§ Directions
Each line that includes "mailer" must be copied from the records.

§ Data for this exercise
=== Begin Enclosure ===
// SPDX-License-Identifier: MIT
// Copyright 2026 Roland Dreier <roland@rolandd.dev>

//! Services module - business logic layer.

pub mod daily_report;
pub mod eventix;
pub mod fetcher;
pub mod mailer;
pub mod normalize;
pub mod refresher;
pub mod report;
pub mod token_store;

pub use daily_report::{DailyReport, RunOutcome};
pub use eventix::EventixClient;
pub use fetcher::{FetchOutcome, OrderFetcher};
pub use mailer::Mailer;
pub use refresher::TokenRefresher;
pub use token_store::{FileBackend, MemoryBackend, TokenBackend, TokenStore};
=== End Enclosure ===
§ Expected output
pub mod mailer;
pub use mailer::Mailer;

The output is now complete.